[Provided data]
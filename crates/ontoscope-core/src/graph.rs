//! The entity graph: three identifier-keyed maps of entities.
//!
//! An [`EntityGraph`] is built in one go by the extractor and then handed
//! over whole. Consumers never observe a half-built graph: the owner swaps
//! its current graph for a completed one in a single assignment.
//!
//! Maps are [`IndexMap`]s, so iteration follows insertion (discovery) order
//! and is stable for a given extraction pass. Layout relies on this.

use indexmap::IndexMap;
use log::{debug, trace};

use crate::{
    entity::{ClassEntity, EntityKey, EntityKind, InterfaceEntity, RelationshipEntity},
    identifier::Id,
};

/// Typed maps of every entity discovered in one extraction pass.
#[derive(Debug, Clone, Default)]
pub struct EntityGraph {
    classes: IndexMap<Id, ClassEntity>,
    relationships: IndexMap<Id, RelationshipEntity>,
    interfaces: IndexMap<Id, InterfaceEntity>,
}

impl EntityGraph {
    /// Creates an empty graph.
    pub fn new() -> Self {
        Self::default()
    }

    pub fn classes(&self) -> &IndexMap<Id, ClassEntity> {
        &self.classes
    }

    pub fn relationships(&self) -> &IndexMap<Id, RelationshipEntity> {
        &self.relationships
    }

    pub fn interfaces(&self) -> &IndexMap<Id, InterfaceEntity> {
        &self.interfaces
    }

    pub fn class(&self, id: Id) -> Option<&ClassEntity> {
        self.classes.get(&id)
    }

    pub fn class_mut(&mut self, id: Id) -> Option<&mut ClassEntity> {
        self.classes.get_mut(&id)
    }

    pub fn relationship(&self, id: Id) -> Option<&RelationshipEntity> {
        self.relationships.get(&id)
    }

    pub fn interface(&self, id: Id) -> Option<&InterfaceEntity> {
        self.interfaces.get(&id)
    }

    pub fn contains_class(&self, id: Id) -> bool {
        self.classes.contains_key(&id)
    }

    /// Returns `true` if the entity addressed by `key` exists.
    pub fn contains(&self, key: EntityKey) -> bool {
        match key.kind() {
            EntityKind::Class => self.classes.contains_key(&key.id()),
            EntityKind::Relationship => self.relationships.contains_key(&key.id()),
            EntityKind::Interface => self.interfaces.contains_key(&key.id()),
        }
    }

    /// Inserts a class unless one with the same id exists.
    ///
    /// Returns `false` and leaves the existing entity untouched on a
    /// duplicate, so the first discovery of an identifier wins.
    pub fn insert_class(&mut self, class: ClassEntity) -> bool {
        if self.classes.contains_key(&class.id()) {
            debug!(id:% = class.id(), label = class.label(); "Dropping duplicate class, first discovery wins");
            return false;
        }
        self.classes.insert(class.id(), class);
        true
    }

    /// Inserts a relationship, replacing any with the same id.
    pub fn insert_relationship(&mut self, relationship: RelationshipEntity) {
        if let Some(previous) = self.relationships.insert(relationship.id(), relationship) {
            trace!(id:% = previous.id(); "Replaced relationship");
        }
    }

    /// Inserts an interface, replacing any with the same id.
    pub fn insert_interface(&mut self, interface: InterfaceEntity) {
        self.interfaces.insert(interface.id(), interface);
    }

    /// Reads the selected flag of the addressed entity.
    pub fn is_selected(&self, key: EntityKey) -> Option<bool> {
        match key.kind() {
            EntityKind::Class => self.classes.get(&key.id()).map(ClassEntity::is_selected),
            EntityKind::Relationship => self
                .relationships
                .get(&key.id())
                .map(RelationshipEntity::is_selected),
            EntityKind::Interface => self
                .interfaces
                .get(&key.id())
                .map(InterfaceEntity::is_selected),
        }
    }

    /// Sets the selected flag of the addressed entity.
    ///
    /// Returns `None` if the entity does not exist, otherwise whether the
    /// flag actually changed.
    pub fn set_selected(&mut self, key: EntityKey, selected: bool) -> Option<bool> {
        let id = key.id();
        let previous = match key.kind() {
            EntityKind::Class => {
                let entity = self.classes.get_mut(&id)?;
                let previous = entity.is_selected();
                entity.set_selected(selected);
                previous
            }
            EntityKind::Relationship => {
                let entity = self.relationships.get_mut(&id)?;
                let previous = entity.is_selected();
                entity.set_selected(selected);
                previous
            }
            EntityKind::Interface => {
                let entity = self.interfaces.get_mut(&id)?;
                let previous = entity.is_selected();
                entity.set_selected(selected);
                previous
            }
        };
        Some(previous != selected)
    }

    /// Sets the hovered flag of the addressed entity.
    ///
    /// Same return contract as [`EntityGraph::set_selected`].
    pub fn set_hovered(&mut self, key: EntityKey, hovered: bool) -> Option<bool> {
        let id = key.id();
        let previous = match key.kind() {
            EntityKind::Class => {
                let entity = self.classes.get_mut(&id)?;
                let previous = entity.is_hovered();
                entity.set_hovered(hovered);
                previous
            }
            EntityKind::Relationship => {
                let entity = self.relationships.get_mut(&id)?;
                let previous = entity.is_hovered();
                entity.set_hovered(hovered);
                previous
            }
            EntityKind::Interface => {
                let entity = self.interfaces.get_mut(&id)?;
                let previous = entity.is_hovered();
                entity.set_hovered(hovered);
                previous
            }
        };
        Some(previous != hovered)
    }

    /// Total number of entities of all kinds.
    pub fn len(&self) -> usize {
        self.classes.len() + self.relationships.len() + self.interfaces.len()
    }

    pub fn is_empty(&self) -> bool {
        self.len() == 0
    }
}

#[cfg(test)]
mod tests {
    use super::*;
    use crate::geometry::Spherical;

    fn sample_graph() -> EntityGraph {
        let mut graph = EntityGraph::new();
        graph.insert_class(ClassEntity::new(Id::new("g:Person"), "Person"));
        graph.insert_class(ClassEntity::new(Id::new("g:Place"), "Place"));
        graph.insert_relationship(RelationshipEntity::new(
            Id::new("g:livesIn"),
            "livesIn",
            Id::new("g:Person"),
            Id::new("g:Place"),
        ));
        graph.insert_interface(InterfaceEntity::new(
            Id::new("g:Greeter"),
            "Greeter",
            Id::new("g:Person"),
            Spherical::default(),
        ));
        graph
    }

    #[test]
    fn test_insert_class_first_wins() {
        let mut graph = EntityGraph::new();
        assert!(graph.insert_class(ClassEntity::new(Id::new("g:Dup"), "first")));
        assert!(!graph.insert_class(ClassEntity::new(Id::new("g:Dup"), "second")));

        assert_eq!(graph.classes().len(), 1);
        assert_eq!(graph.class(Id::new("g:Dup")).map(ClassEntity::label), Some("first"));
    }

    #[test]
    fn test_insert_relationship_replaces() {
        let mut graph = EntityGraph::new();
        let (a, b) = (Id::new("g:A"), Id::new("g:B"));
        graph.insert_relationship(RelationshipEntity::new(Id::new("g:rel"), "old", a, b));
        graph.insert_relationship(RelationshipEntity::new(Id::new("g:rel"), "new", a, b));

        assert_eq!(graph.relationships().len(), 1);
        let label = graph.relationships().values().next().map(RelationshipEntity::label);
        assert_eq!(label, Some("new"));
    }

    #[test]
    fn test_iteration_follows_insertion_order() {
        let mut graph = EntityGraph::new();
        for name in ["g:c", "g:a", "g:b"] {
            graph.insert_class(ClassEntity::new(Id::new(name), name));
        }

        let order: Vec<String> = graph.classes().keys().map(Id::as_string).collect();
        assert_eq!(order, ["g:c", "g:a", "g:b"]);
    }

    #[test]
    fn test_set_selected_reports_change() {
        let mut graph = sample_graph();
        let key = EntityKey::class(Id::new("g:Person"));

        assert_eq!(graph.set_selected(key, true), Some(true));
        assert_eq!(graph.set_selected(key, true), Some(false));
        assert_eq!(graph.is_selected(key), Some(true));
        assert_eq!(graph.set_selected(key, false), Some(true));
    }

    #[test]
    fn test_set_selected_missing_entity() {
        let mut graph = sample_graph();
        let key = EntityKey::interface(Id::new("g:Missing"));

        assert_eq!(graph.set_selected(key, true), None);
        assert_eq!(graph.is_selected(key), None);
    }

    #[test]
    fn test_set_hovered_each_kind() {
        let mut graph = sample_graph();
        let relationship = *graph.relationships().keys().next().expect("one relationship");

        assert_eq!(graph.set_hovered(EntityKey::relationship(relationship), true), Some(true));
        assert_eq!(graph.set_hovered(EntityKey::interface(Id::new("g:Greeter")), true), Some(true));
        assert!(graph.relationship(relationship).is_some_and(RelationshipEntity::is_hovered));
    }

    #[test]
    fn test_contains_and_len() {
        let graph = sample_graph();

        assert!(graph.contains(EntityKey::class(Id::new("g:Place"))));
        assert!(!graph.contains(EntityKey::relationship(Id::new("g:Place"))));
        assert_eq!(graph.len(), 4);
        assert!(!graph.is_empty());
        assert!(EntityGraph::new().is_empty());
    }
}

[What you should do] Both end lines included, restate word for word the lines above from the line with "pub fn classes(&self)" to the line with "self.relationships.get(&id)", and nothing else.

[Answer space]
    pub fn classes(&self) -> &IndexMap<Id, ClassEntity> {
        &self.classes
    }

    pub fn relationships(&self) -> &IndexMap<Id, RelationshipEntity> {
        &self.relationships
    }

    pub fn interfaces(&self) -> &IndexMap<Id, InterfaceEntity> {
        &self.interfaces
    }

    pub fn class(&self, id: Id) -> Option<&ClassEntity> {
        self.classes.get(&id)
    }

    pub fn class_mut(&mut self, id: Id) -> Option<&mut ClassEntity> {
        self.classes.get_mut(&id)
    }

    pub fn relationship(&self, id: Id) -> Option<&RelationshipEntity> {
        self.relationships.get(&id)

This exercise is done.